■ What is needed
Find each line below containing the word "timestamp" and copy it.

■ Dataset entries
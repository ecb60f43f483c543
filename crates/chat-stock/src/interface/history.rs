//! Chat history
//!
//! An append-only, process-lifetime record of the conversation. Only the
//! turn orchestrator writes to it, so no locking is involved.

use chat_llm::Role;
use chrono::{DateTime, Utc};

/// One role/content pair in the conversation
#[derive(Debug, Clone)]
pub struct ChatEntry {
    /// Who produced the content
    pub role: Role,
    /// The stored turn content (cleaned response or error text)
    pub content: String,
    /// When the entry was appended
    pub timestamp: DateTime<Utc>,
}

/// Append-only conversation history
#[derive(Debug, Default)]
pub struct ChatHistory {
    entries: Vec<ChatEntry>,
}

impl ChatHistory {
    /// Create an empty history
    pub fn new() -> Self {
        Self::default()
    }

    /// Append a user entry
    pub fn push_user(&mut self, content: impl Into<String>) {
        self.push(Role::User, content.into());
    }

    /// Append an assistant entry
    pub fn push_assistant(&mut self, content: impl Into<String>) {
        self.push(Role::Assistant, content.into());
    }

    fn push(&mut self, role: Role, content: String) {
        self.entries.push(ChatEntry {
            role,
            content,
            timestamp: Utc::now(),
        });
    }

    /// All entries in append order
    pub fn entries(&self) -> &[ChatEntry] {
        &self.entries
    }

    /// The most recent entry
    pub fn last(&self) -> Option<&ChatEntry> {
        self.entries.last()
    }

    /// Number of entries
    pub fn len(&self) -> usize {
        self.entries.len()
    }

    /// Whether the history is empty
    pub fn is_empty(&self) -> bool {
        self.entries.is_empty()
    }
}

#[cfg(test)]
mod tests {
    use super::*;

    #[test]
    fn test_append_order_preserved() {
        let mut history = ChatHistory::new();
        assert!(history.is_empty());

        history.push_user("Analyze AAPL");
        history.push_assistant("AAPL looks fine");
        history.push_user("And TSLA?");

        assert_eq!(history.len(), 3);
        let entries = history.entries();
        assert_eq!(entries[0].role, Role::User);
        assert_eq!(entries[0].content, "Analyze AAPL");
        assert_eq!(entries[1].role, Role::Assistant);
        assert_eq!(entries[2].content, "And TSLA?");
    }

    #[test]
    fn test_last_entry() {
        let mut history = ChatHistory::new();
        assert!(history.last().is_none());

        history.push_user("hello");
        assert_eq!(history.last().map(|e| e.content.as_str()), Some("hello"));
    }
}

■ Completed exercise
    pub timestamp: DateTime<Utc>,
            timestamp: Utc::now(),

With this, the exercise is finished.